My time with the amazing Lindsay Abromatis-Smith has always left me somewhat altered. She is someone who exists primarily in the magical world. Just being around her, or in her home in the Bronx is a bit like falling down the rabbit hole. I walk into her home and things are … different. There is a a palpable shift of energy. I speak slower, I feel more. Puppets, sculptures of found objects and theatrical masks line the walls. There is a coffee table made solely of toothpicks suspending from the ceiling.
My first meeting with Lindsay was when she came to sing for a candlelit naked yoga class I was teaching in 2008. Her presence was magnetic. She is someone eyes are naturally drawn towards who holds a certain element of other-worldly mystery and magic. Over the last few years, I have come to know Lindsay as one of the most in touch physical body artists I have ever witnessed. Her body and spirit are palpably plugged into other dimensions from which she sources and creates her art. In her presence, I come to know my own body and spirit more intimately.
This is the first in a series of interviews with individuals who have embraced the practice of naked yoga and have a transformative story to tell about their relationship to their body and conscious nudity. Thank you for taking the time to read them.
Celebrating Our Holy Bodies,
When I’m naked, I don’t have anything holding me back from being in myself. I love the sensory organ of skin. I like my skin touching things.
I’m a puppeteer. One of the biggest loves of my life is puppetry.
I grew up in a physical theatre family. The body was always seen as the vessel for story telling. There’s a surrender that I have to undergo, in order to make the puppet be alive. I have to step away from my ego and surrender to the will of the thing I am holding. It can be a very spiritual experience witnessing my body and how it works this other body.
Right now my body temple is having some upheavals. I was recently diagnosed with ALS – Lou Gehrig’s Disease. My head and my hips are not talking to each other. My body’s impulse for movement is disappearing. My wiring is all messed up. Muscles seem to be totally disappearing in different places.
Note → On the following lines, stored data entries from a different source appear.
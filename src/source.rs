//! Source manager (component A).
//!
//! Owns the immutable text of every source file the front-end has loaded,
//! and turns byte offsets into human-facing `(line, column)` positions.
//! Line boundaries are computed once, at load time, so that later position
//! lookups are a binary search rather than a re-scan of the file.

use std::fmt::{self, Display, Formatter};
use std::fs;
use std::io;
use std::path::{Path, PathBuf};

/// Identifies one loaded source file. Stable for the lifetime of the
/// [`SourceManager`] that produced it; never reused after the manager is
/// dropped.
#[derive(Debug, Clone, Copy, PartialEq, Eq, Hash, PartialOrd, Ord)]
pub struct FileId(u32);

impl Display for FileId {
    fn fmt(&self, f: &mut Formatter<'_>) -> fmt::Result {
        write!(f, "#{}", self.0)
    }
}

/// A half-open byte range `[start, end)` within a single source file.
///
/// Invariant: a range never crosses file boundaries. Ranges produced by the
/// lexer cover exactly one token; ranges synthesized by the parser may span
/// any contiguous run of tokens belonging to the same file.
#[derive(Debug, Clone, Copy, PartialEq, Eq, Hash)]
pub struct SourceRange {
    pub file: FileId,
    pub start: u32,
    pub end: u32,
}

impl SourceRange {
    pub fn new(file: FileId, start: u32, end: u32) -> Self {
        debug_assert!(start <= end, "range start must not exceed end");
        Self { file, start, end }
    }

    /// A zero-width range at `offset`, used for synthesized EOF tokens and
    /// empty-production markers.
    pub fn empty_at(file: FileId, offset: u32) -> Self {
        Self::new(file, offset, offset)
    }

    /// The smallest range covering both `self` and `other`. Both ranges must
    /// belong to the same file.
    pub fn join(&self, other: &SourceRange) -> SourceRange {
        debug_assert_eq!(self.file, other.file, "cannot join ranges across files");
        SourceRange::new(
            self.file,
            self.start.min(other.start),
            self.end.max(other.end),
        )
    }

    pub fn len(&self) -> u32 {
        self.end - self.start
    }

    pub fn is_empty(&self) -> bool {
        self.start == self.end
    }
}

impl Display for SourceRange {
    fn fmt(&self, f: &mut Formatter<'_>) -> fmt::Result {
        write!(f, "{}[{}, {})", self.file, self.start, self.end)
    }
}

/// A `(line, column)` pair, both 1-based, matching the convention editors
/// and diagnostics use.
#[derive(Debug, Clone, Copy, PartialEq, Eq, Hash)]
pub struct Position {
    pub line: usize,
    pub column: usize,
}

impl Position {
    pub fn new(line: usize, column: usize) -> Self {
        Self { line, column }
    }
}

impl Display for Position {
    fn fmt(&self, f: &mut Formatter<'_>) -> fmt::Result {
        write!(f, "{}:{}", self.line, self.column)
    }
}

/// Failure modes for loading source text.
#[derive(Debug)]
pub enum SourceError {
    NotFound(PathBuf),
    Decode(PathBuf, String),
}

impl Display for SourceError {
    fn fmt(&self, f: &mut Formatter<'_>) -> fmt::Result {
        match self {
            SourceError::NotFound(path) => write!(f, "source file not found: {}", path.display()),
            SourceError::Decode(path, message) => {
                write!(f, "failed to decode {}: {}", path.display(), message)
            }
        }
    }
}

impl std::error::Error for SourceError {}

struct SourceFile {
    /// File-system path, or a synthesized virtual URL for in-memory buffers.
    url: String,
    text: String,
    /// Byte offset of the first character of each line. Always starts with
    /// `0`; has one entry per line.
    line_starts: Vec<u32>,
}

fn compute_line_starts(text: &str) -> Vec<u32> {
    let mut starts = vec![0u32];
    for (index, byte) in text.bytes().enumerate() {
        if byte == b'\n' {
            starts.push((index + 1) as u32);
        }
    }
    starts
}

/// Owns the text of every source file involved in a compilation and answers
/// byte-offset-to-position queries against it.
#[derive(Default)]
pub struct SourceManager {
    files: Vec<SourceFile>,
}

impl SourceManager {
    pub fn new() -> Self {
        Self { files: Vec::new() }
    }

    /// Load a file from disk.
    pub fn load_from_path(&mut self, path: impl AsRef<Path>) -> Result<FileId, SourceError> {
        let path = path.as_ref();
        let bytes = fs::read(path).map_err(|err| {
            if err.kind() == io::ErrorKind::NotFound {
                SourceError::NotFound(path.to_path_buf())
            } else {
                SourceError::Decode(path.to_path_buf(), err.to_string())
            }
        })?;
        let text = String::from_utf8(bytes)
            .map_err(|err| SourceError::Decode(path.to_path_buf(), err.to_string()))?;
        Ok(self.insert(path.display().to_string(), text))
    }

    /// Register an in-memory buffer under a synthesized, unique virtual URL
    /// such as `"<eval>"` or `"<test 3>"`.
    pub fn load_synthesized(&mut self, url: impl Into<String>, text: impl Into<String>) -> FileId {
        self.insert(url.into(), text.into())
    }

    fn insert(&mut self, url: String, text: String) -> FileId {
        let line_starts = compute_line_starts(&text);
        let id = FileId(self.files.len() as u32);
        self.files.push(SourceFile {
            url,
            text,
            line_starts,
        });
        id
    }

    fn file(&self, id: FileId) -> &SourceFile {
        &self.files[id.0 as usize]
    }

    pub fn url(&self, id: FileId) -> &str {
        &self.file(id).url
    }

    pub fn text(&self, id: FileId) -> &str {
        &self.file(id).text
    }

    pub fn range_text(&self, range: SourceRange) -> &str {
        &self.text(range.file)[range.start as usize..range.end as usize]
    }

    /// `(line, column)` of `byte_index` within file `id`, both 1-based.
    pub fn position_of(&self, id: FileId, byte_index: u32) -> Position {
        let file = self.file(id);
        let line_index = match file.line_starts.binary_search(&byte_index) {
            Ok(exact) => exact,
            Err(insertion) => insertion - 1,
        };
        let line_start = file.line_starts[line_index];
        let column = (byte_index - line_start) as usize + 1;
        Position::new(line_index + 1, column)
    }

    /// The text of the line containing `byte_index`, without its trailing
    /// newline.
    pub fn line_text_at(&self, id: FileId, byte_index: u32) -> &str {
        let file = self.file(id);
        let line_index = match file.line_starts.binary_search(&byte_index) {
            Ok(exact) => exact,
            Err(insertion) => insertion - 1,
        };
        let start = file.line_starts[line_index] as usize;
        let end = file
            .line_starts
            .get(line_index + 1)
            .map(|&next| next as usize - 1)
            .unwrap_or(file.text.len());
        file.text[start..end].trim_end_matches('\r')
    }

    /// The EOF range for a file: a zero-width range at its final byte.
    pub fn eof_range(&self, id: FileId) -> SourceRange {
        let len = self.file(id).text.len() as u32;
        SourceRange::empty_at(id, len)
    }
}

#[cfg(test)]
mod tests {
    use super::*;

    #[test]
    fn position_of_tracks_lines_and_columns() {
        let mut sm = SourceManager::new();
        let id = sm.load_synthesized("<test>", "val x = 1\nval y = 2\n");
        assert_eq!(sm.position_of(id, 0), Position::new(1, 1));
        assert_eq!(sm.position_of(id, 10), Position::new(2, 1));
        assert_eq!(sm.position_of(id, 14), Position::new(2, 5));
    }

    #[test]
    fn line_text_at_excludes_newline() {
        let mut sm = SourceManager::new();
        let id = sm.load_synthesized("<test>", "first\nsecond\nthird");
        assert_eq!(sm.line_text_at(id, 7), "second");
        assert_eq!(sm.line_text_at(id, 14), "third");
    }

    #[test]
    fn load_from_path_reports_not_found() {
        let mut sm = SourceManager::new();
        let err = sm.load_from_path("/nonexistent/path/does-not-exist.hy");
        assert!(matches!(err, Err(SourceError::NotFound(_))));
    }

    #[test]
    fn range_join_widens_to_cover_both() {
        let mut sm = SourceManager::new();
        let id = sm.load_synthesized("<test>", "abcdef");
        let a = SourceRange::new(id, 1, 3);
        let b = SourceRange::new(id, 4, 6);
        assert_eq!(a.join(&b), SourceRange::new(id, 1, 6));
    }
}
I’m learning how to slow down and refocus on my body. I’m re-learning how to take care of her. I don’t know if I’m redefining what I consider my body temple or going to a different level with it right now.
I no longer hold so true to the idea that the only way to tell a story is through movement. I’m falling in love with words again and relying on my thoughts and my words to articulate stories so they’re equal with what my body can say. Perhaps I was relaying to heavy on the physical body rather than the mental body. I’ve been doing a lot of work inside of myself and I’m coming to terms with physically manifesting in a different way.
On days when movement is available, I get down on the ground and roll and undulate and do movements in my spine and lots of spirals. My body is drawn towards moving in spirals. I try to put my head on the ground as much as possible, sometimes it feels like I have a magnet in my head, it wants to be near the Earth. Sometimes I need to absorb the Earth energy into my skull and brain and that will help calm my nerves down. My body sometimes forces me to be in the state of bowing down to a higher power. I’m slowing down to my truer nature to hear what’s underneath stuff that I wasn’t able to hear before. I walk with a cane my dad made me that has arrowheads and fairy hair in it. I have a pink wheel chair now that I lovingly call ‘the pink stallion.’ It is my unicorn chariot, designed by two puppet maker friends so that I may sit inside of the unicorn in its heart center. It is a surrendering of self locomotion and a transition into articulating to someone else how I want to be moved through space. It also makes me feel like a magic fairy queen!
Even in this time of very powerful body transformation, I want to say to my body ‘Thank you. I love you. Let’s keep going. Let’s keep going.’